This encryption method is based on Crypt4GH, a tool initially designed to encrypt and share human genetic data according to the Global Alliance for Genomics and Health (GA4GH) standard. Crypt4GH can be used to encrypt any file (images, audio, video, text files, etc.). CSC has developed a simple application that will allow you to generate your encryption keys.

The following paragraphs illustrate all the necessary steps to generate encryption keys, upload and encrypt your data using SD Connect, and decrypt the files once downloaded back to your computer. Of course, you can also execute each of these steps programmatically.

Sensitive data encryption and upload (less than 100 GB)
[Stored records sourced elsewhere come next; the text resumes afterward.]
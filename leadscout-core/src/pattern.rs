//! `LearnedPattern` (spec §3).

use serde::{Deserialize, Serialize};

use crate::ethnicity::Ethnicity;

#[derive(Debug, Clone, Copy, PartialEq, Eq, Hash, Serialize, Deserialize)]
#[serde(rename_all = "snake_case")]
pub enum PatternType {
    Prefix2,
    Prefix3,
    Suffix2,
    Suffix3,
    PhoneticFamily,
    LinguisticMarker,
    CompoundSurname,
    /// Address-conditioned pattern (spec §9 Open Questions; SPEC_FULL §B.3).
    /// Never produced or consulted unless `Config::enable_spatial_patterns`
    /// is set.
    SpatialMarker,
}

impl PatternType {
    pub fn as_str(&self) -> &'static str {
        match self {
            PatternType::Prefix2 => "prefix2",
            PatternType::Prefix3 => "prefix3",
            PatternType::Suffix2 => "suffix2",
            PatternType::Suffix3 => "suffix3",
            PatternType::PhoneticFamily => "phonetic_family",
            PatternType::LinguisticMarker => "linguistic_marker",
            PatternType::CompoundSurname => "compound_surname",
            PatternType::SpatialMarker => "spatial_marker",
        }
    }

    pub fn parse(s: &str) -> Option<Self> {
        match s {
            "prefix2" => Some(PatternType::Prefix2),
            "prefix3" => Some(PatternType::Prefix3),
            "suffix2" => Some(PatternType::Suffix2),
            "suffix3" => Some(PatternType::Suffix3),
            "phonetic_family" => Some(PatternType::PhoneticFamily),
            "linguistic_marker" => Some(PatternType::LinguisticMarker),
            "compound_surname" => Some(PatternType::CompoundSurname),
            "spatial_marker" => Some(PatternType::SpatialMarker),
            _ => None,
        }
    }
}

/// Minimum applications before a pattern becomes eligible for automatic
/// deactivation (spec §3; overridable via `Config::min_applications_for_deactivation`).
pub const DEFAULT_MIN_APPLICATIONS_FOR_DEACTIVATION: u64 = 20;
/// Success-rate floor below which an eligible pattern is deactivated.
pub const DEFAULT_DEACTIVATION_THRESHOLD: f64 = 0.5;

/// A durable, reusable rule derived from one or more verified
/// classifications (spec §3).
#[derive(Debug, Clone, Serialize, Deserialize)]
pub struct LearnedPattern {
    pub id: String,
    pub pattern_type: PatternType,
    pub pattern_value: String,
    pub target_ethnicity: Ethnicity,
    pub confidence: f64,
    pub evidence_count: u64,
    pub success_count: u64,
    pub failure_count: u64,
    pub active: bool,
}

impl LearnedPattern {
    pub fn applications_count(&self) -> u64 {
        self.success_count + self.failure_count
    }

    pub fn success_rate(&self) -> f64 {
        self.success_count as f64 / self.applications_count().max(1) as f64
    }

    /// `confidence * success_rate`, the score `lookup_patterns` ranks by
    /// (spec §4.4).
    pub fn lookup_score(&self) -> f64 {
        self.confidence * self.success_rate()
    }

    /// Apply the deactivation policy (spec §3): a pattern with
    /// `success_rate < threshold` and `applications_count >=
    /// min_applications` is automatically deactivated. Returns whether the
    /// pattern was (newly) deactivated.
    pub fn apply_deactivation_policy(&mut self, threshold: f64, min_applications: u64) -> bool {
        if self.active
            && self.applications_count() >= min_applications
            && self.success_rate() < threshold
        {
            self.active = false;
            true
        } else {
            false
        }
    }

    /// Recompute confidence from evidence count using the monotonic,
    /// capped update rule fixed in spec §4.4/§9: `min(0.95, base +
    /// k*ln(evidence_count+1))`. The constants `base`/`k` are fixed here
    /// (spec §9 Open Questions: exact constants are an empirical tuning
    /// decision deferred to a labeled validation set — see DESIGN.md).
    pub fn confidence_from_evidence(base: f64, evidence_count: u64) -> f64 {
        const K: f64 = 0.08;
        (base + K * ((evidence_count as f64) + 1.0).ln()).min(0.95)
    }
}

#[cfg(test)]
mod tests {
    use super::*;

    fn pattern(success: u64, failure: u64) -> LearnedPattern {
        LearnedPattern {
            id: "p1".into(),
            pattern_type: PatternType::Prefix2,
            pattern_value: "xi".into(),
            target_ethnicity: Ethnicity::African,
            confidence: 0.8,
            evidence_count: success + failure,
            success_count: success,
            failure_count: failure,
            active: true,
        }
    }

    #[test]
    fn deactivates_below_threshold_with_enough_applications() {
        let mut p = pattern(5, 16); // success_rate = 5/21 < 0.5, applications = 21 >= 20
        assert!(p.apply_deactivation_policy(0.5, 20));
        assert!(!p.active);
    }

    #[test]
    fn does_not_deactivate_with_too_few_applications() {
        let mut p = pattern(1, 3); // low success rate but only 4 applications
        assert!(!p.apply_deactivation_policy(0.5, 20));
        assert!(p.active);
    }

    #[test]
    fn confidence_update_is_capped() {
        let c = LearnedPattern::confidence_from_evidence(0.7, 1_000_000);
        assert!(c <= 0.95);
    }
}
Due to a technical problem, data encryption and upload via SD Connect are possible only for files < 1GB. We are working to solve the issue and apologise for the inconvenience. For support, contact us at servicedesk@csc.fi

SD Connect allows you to encrypt and upload files or folders directly from your web browser (for files smaller than 100 GB). With the following workflow, the file will be encrypted by default with the services encryption key (also called here Sensitive Data services public key). In this manner, encrypted files will be safely stored in SD Connect and can be directly analysed using other Sensitive Data services components (for example, in SD Desktop). However, you will not be yet able to decrypt the files after download. We are developing a new feature that will soon provide also this option.

The necessary steps are the following:

1- To upload folders and files to SD Connect, use the drag and drop function. You can also use the upload icon in the SD Connect browser window to select and upload files.

1

SD Connect 0

2- Next, you will be redirected to a new page displaying the default encryption options.

df

3- Here, you can specify the bucket's name to which the data should be uploaded. If you don't fill in a specific term, the user interface will automatically create a bucket named: upload-nnn (where nnn is replaced with a 13 digit number based on creation time). Note that it is not possible to rename buckets.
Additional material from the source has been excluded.